Now I’m not stupid. Granted my local is not a hairspa, but it’s not just any old salon.

It’s owned by a famed snipper, who’s no slouch himself. In his day, he’s done TV presenters and pop stars. And he has a nice view of the railway line. So it should be a bit like taking a designer dress to be copied in India. And I’ve done that a few times.

Anyway, he says “no problem” and chops away. But maybe it’s because his scissors thin by 30 per cent, maybe it’s because he cuts horizontally, but whatever it is, I end up looking like Richard III. And weeping. And £70 poorer.

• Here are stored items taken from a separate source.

//! Writing a unit of work.
//!
//! A flush gathers the pending objects of a scope, follows relations to
//! pick up the objects they drag along, groups everything per class and
//! orders the classes so that referenced rows are written before the rows
//! pointing at them. Deletes run afterwards in the opposite order.
//!
//! Classes whose relations point back at themselves are additionally
//! ordered per object. Association tables of many-to-many relations are
//! written once both sides exist and cleared before either side goes.

use std::collections::HashSet;
use std::sync::Arc;

use clausemap_core::{
    and_, delete, insert, update, BindParam, ClauseNode, ColumnRef, Engine, Params, SqlValue, Table,
};
use indexmap::map::Entry;
use indexmap::{IndexMap, IndexSet};
use tracing::{debug, info, warn};

use crate::error::{OrmError, Result};
use crate::instance::{ClassId, History, Instance};
use crate::mapper::Mapper;
use crate::property::{Direction, RelationState};
use crate::registry::Registry;
use crate::session::Session;

struct Task {
    mapper: Arc<Mapper>,
    saves: Vec<Instance>,
    deletes: Vec<Instance>,
}

type AssociationRow = (String, Vec<(String, SqlValue)>);

/// The writes of one flush, grouped per class in dependency order.
pub(crate) struct UowTransaction {
    tasks: Vec<Task>,
    saves: Vec<Instance>,
    deletes: Vec<Instance>,
}

impl UowTransaction {
    /// Collects the pending objects of the session's scope and everything
    /// their relations cascade to.
    pub(crate) fn new<E: Engine>(session: &mut Session<'_, E>) -> Result<Self> {
        let (new, dirty, deleted) = {
            let uow = session.scope().borrow();
            (uow.new_instances(), uow.dirty(), uow.deleted_instances())
        };
        let mut deletes: IndexSet<Instance> = deleted.into_iter().collect();
        let mut saves: IndexSet<Instance> = new
            .into_iter()
            .chain(dirty)
            .filter(|obj| !deletes.contains(obj))
            .collect();

        let (mut next_save, mut next_delete) = (0, 0);
        while next_save < saves.len() || next_delete < deletes.len() {
            while let Some(obj) = saves.get_index(next_save).cloned() {
                cascade_save(session.registry(), &obj, &mut saves, &mut deletes)?;
                next_save += 1;
            }
            while let Some(obj) = deletes.get_index(next_delete).cloned() {
                cascade_delete(session, &obj, &mut saves, &mut deletes)?;
                next_delete += 1;
            }
        }
        saves.retain(|obj| !deletes.contains(obj));

        let registry = session.registry();
        let mut by_class: IndexMap<ClassId, Task> = IndexMap::new();
        for obj in &saves {
            task_for(registry, &mut by_class, obj.class())?.saves.push(obj.clone());
        }
        for obj in deletes.iter().filter(|obj| obj.is_persistent()) {
            task_for(registry, &mut by_class, obj.class())?.deletes.push(obj.clone());
        }
        let tasks = sort_tasks(registry, by_class)?;

        Ok(Self {
            tasks,
            saves: saves.into_iter().collect(),
            deletes: deletes.into_iter().collect(),
        })
    }

    /// Runs every write in one transaction, then marks the objects clean.
    pub(crate) fn execute<E: Engine>(self, session: &mut Session<'_, E>) -> Result<()> {
        if self.saves.is_empty() && self.deletes.is_empty() {
            debug!("Nothing to flush");
            return Ok(());
        }
        info!(
            saves = self.saves.len(),
            deletes = self.deletes.len(),
            tasks = self.tasks.len(),
            "Flushing unit of work"
        );

        session.engine_mut().begin()?;
        if let Err(err) = self.write(session) {
            if let Err(rollback) = session.engine_mut().rollback() {
                warn!(error = %rollback, "Rollback after failed flush failed");
            }
            return Err(err);
        }
        session.engine_mut().commit()?;

        self.register(session)?;
        info!("Flush complete");
        Ok(())
    }

    fn write<E: Engine>(&self, session: &mut Session<'_, E>) -> Result<()> {
        let registry = session.registry();
        let mut associations = HashSet::new();

        for task in &self.tasks {
            if task.saves.is_empty() {
                continue;
            }
            debug!(class = %task.mapper.class(), objects = task.saves.len(), "Saving task");
            let mapper = &task.mapper;
            if has_self_reference(registry, mapper)? {
                for obj in object_order(registry, mapper, &task.saves, false)? {
                    sync_before(registry, mapper, &obj)?;
                    save_objects(session, mapper, std::slice::from_ref(&obj))?;
                    sync_after(registry, mapper, &obj)?;
                }
            } else {
                for obj in &task.saves {
                    sync_before(registry, mapper, obj)?;
                }
                save_objects(session, mapper, &task.saves)?;
                for obj in &task.saves {
                    sync_after(registry, mapper, obj)?;
                }
            }
        }

        for task in &self.tasks {
            for obj in &task.saves {
                write_associations(session, &task.mapper, obj, &mut associations)?;
            }
        }
        for task in &self.tasks {
            for obj in &task.deletes {
                clear_associations(session, &task.mapper, obj, &mut associations)?;
            }
        }

        for task in self.tasks.iter().rev() {
            if task.deletes.is_empty() {
                continue;
            }
            debug!(class = %task.mapper.class(), objects = task.deletes.len(), "Deleting task");
            let mapper = &task.mapper;
            let objects = if has_self_reference(registry, mapper)? {
                let mut order = object_order(registry, mapper, &task.deletes, true)?;
                order.reverse();
                order
            } else {
                task.deletes.clone()
            };
            delete_objects(session, mapper, &objects)?;
        }
        Ok(())
    }

    fn register<E: Engine>(&self, session: &Session<'_, E>) -> Result<()> {
        let registry = session.registry();
        let mut uow = session.scope().borrow_mut();
        for obj in &self.saves {
            obj.commit();
            let mapper = registry.class_mapper(obj.class())?;
            if let Some(key) = mapper.instance_key(obj) {
                obj.set_identity_key(Some(key.clone()));
                uow.register_clean(key, obj);
            }
        }
        for obj in &self.deletes {
            uow.register_removed(obj);
            obj.set_identity_key(None);
        }
        Ok(())
    }
}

This means that, just 24 hours later, I find myself paying to have my hair cut – again. This time, the hairdresser, the beautiful Pol Garcia, snips elegantly. He cuts my hair as it falls. He does yoga-style bends around my body. The result has volume, bounce and elegance. It costs £150.

Ah! Did I tell you that he cuts Pippa Middleton’s hair? Oh, and that he works at the Rossano Ferretti Hairspa? Ferretti has a talented team who offer his cuts at a snip of the price.

I’m sold on The Method. One of these days I’d love to have another cut by Ferretti. After all, it only costs 1.4p a follicle.